We cannot agree. Unlike some of our earlier retroactivity decisions, we are not here concerned with the implementation of a procedural rule which does not undermine the basic accuracy of the factfinding process at trial. Linkletter v. Walker, 381 U.S. 618 (1965); Tehan v. Shott, 382 U.S. 406 (1966); Johnson v. New Jersey, 384 U.S. 719 (1966); Stovall v. Denno, 388 U.S. 293 (1967). Rather, Marchetti and Grosso dealt with the kind of conduct that cannot constitutionally be punished in the first instance. These cases held that gamblers in Angelini's position had the Fifth Amendment right to remain silent in the face of the statute's command that they submit reports which could incriminate them. In the absence of a waiver of that right, such persons could not properly be prosecuted at all.

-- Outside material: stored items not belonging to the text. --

/*!
 * Synchronization Configuration
 *
 * Runtime configuration for wait strategy selection
 */

use crate::core::limits::{
    DEFAULT_MAX_SPINS, DEFAULT_SPIN_DURATION, LOW_LATENCY_MAX_SPINS, LOW_LATENCY_SPIN_DURATION,
};
use std::str::FromStr;
use std::time::Duration;

/// Strategy type selection
#[derive(Debug, Clone, Copy, PartialEq, Eq)]
pub enum StrategyType {
    /// Condvar-based wait/notify (no CPU burned while blocked)
    Condvar,
    /// Polling with adaptive backoff (low latency for very short critical sections)
    SpinWait,
    /// Auto-select
    Auto,
}

impl FromStr for StrategyType {
    type Err = String;

    fn from_str(s: &str) -> Result<Self, Self::Err> {
        match s.trim().to_ascii_lowercase().as_str() {
            "condvar" => Ok(Self::Condvar),
            "spinwait" | "spin" => Ok(Self::SpinWait),
            "auto" => Ok(Self::Auto),
            other => Err(format!("unknown wait strategy: {other}")),
        }
    }
}

/// Synchronization configuration
#[derive(Debug, Clone)]
pub struct SyncConfig {
    /// Preferred strategy
    pub strategy: StrategyType,
    /// Spin duration before the spinner starts sleeping (SpinWait only)
    pub spin_duration: Duration,
    /// Spin iterations before the spinner starts sleeping (SpinWait only)
    pub max_spins: u32,
}

impl Default for SyncConfig {
    fn default() -> Self {
        Self {
            strategy: StrategyType::Auto,
            spin_duration: DEFAULT_SPIN_DURATION,
            max_spins: DEFAULT_MAX_SPINS,
        }
    }
}

impl SyncConfig {
    /// Configuration optimized for very short critical sections
    pub const fn low_latency() -> Self {
        Self {
            strategy: StrategyType::SpinWait,
            spin_duration: LOW_LATENCY_SPIN_DURATION,
            max_spins: LOW_LATENCY_MAX_SPINS,
        }
    }

    /// Configuration optimized for long holds
    pub const fn long_wait() -> Self {
        Self {
            strategy: StrategyType::Condvar,
            spin_duration: Duration::from_micros(1),
            max_spins: 10,
        }
    }

    /// Resolve `Auto` to a concrete strategy
    pub fn select_strategy(&self) -> StrategyType {
        match self.strategy {
            // Hold times are unbounded; park instead of polling
            StrategyType::Auto => StrategyType::Condvar,
            other => other,
        }
    }
}

#[cfg(test)]
mod tests {
    use super::*;

    #[test]
    fn test_auto_resolves_to_condvar() {
        assert_eq!(SyncConfig::default().select_strategy(), StrategyType::Condvar);
    }

    #[test]
    fn test_presets() {
        assert_eq!(SyncConfig::low_latency().select_strategy(), StrategyType::SpinWait);
        assert_eq!(SyncConfig::long_wait().select_strategy(), StrategyType::Condvar);
    }

    #[test]
    fn test_parse_strategy() {
        assert_eq!("Condvar".parse::<StrategyType>(), Ok(StrategyType::Condvar));
        assert_eq!(" spin ".parse::<StrategyType>(), Ok(StrategyType::SpinWait));
        assert!("futex".parse::<StrategyType>().is_err());
    }
}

Given the aim of the Marchetti-Grosso rule, it seems clear that the Government must be required to undergo the relatively insignificant inconvenience involved in defending any lawsuits that may be anticipated. Indeed, this conclusion follows a fortiori from those decisions mandating the retroactive application of those new rules which substantially improve the accuracy of the

[ 401 U.S. Page 724]

     factfinding process at trial.*fn12 In those cases, retroactivity was held required because the failure to employ such rules at trial meant there was a significant chance that innocent men had been wrongfully punished in the past. In the case before us, however, even the use of impeccable factfinding procedures could not legitimate a verdict decreeing forfeiture, for we have held that the conduct being penalized is constitutionally immune from punishment. No circumstances call more for the invocation of a rule of complete retroactivity.*fn13


MR. JUSTICE BLACK concurs in the Court's judgment and the opinion so far as it goes. He would go further and now overrule Linkletter v. Walker, 381 U.S. 618 (1965), and its progeny.


393 F.2d 499, affirmed.

MR. JUSTICE BRENNAN, concurring.

I join the opinion of the Court. The dissent would have us hold that the Government may continue indefinitely to enforce criminal penalties against individuals who had the temerity to engage in conduct protected by the Bill of Rights before the day that this Court held the conduct protected. Any such holding would have no more support in reason than it does in our cases.

[ 401 U.S. Page 725]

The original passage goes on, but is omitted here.